Stored data entries
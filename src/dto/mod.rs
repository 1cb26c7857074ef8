pub mod auth_dto;
pub mod candidate_dto;
pub mod history_dto;
pub mod job_dto;
pub mod notification_dto;
pub mod pipeline_dto;
pub mod public_dto;
pub mod talent_pool_dto;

● Task details:
Give back the data above word for word.

● Solved problem:
filename src/dto/mod.rs
repository 1cb26c7857074ef8
pub mod auth_dto;
pub mod candidate_dto;
pub mod history_dto;
pub mod job_dto;
pub mod notification_dto;
pub mod pipeline_dto;
pub mod public_dto;
pub mod talent_pool_dto;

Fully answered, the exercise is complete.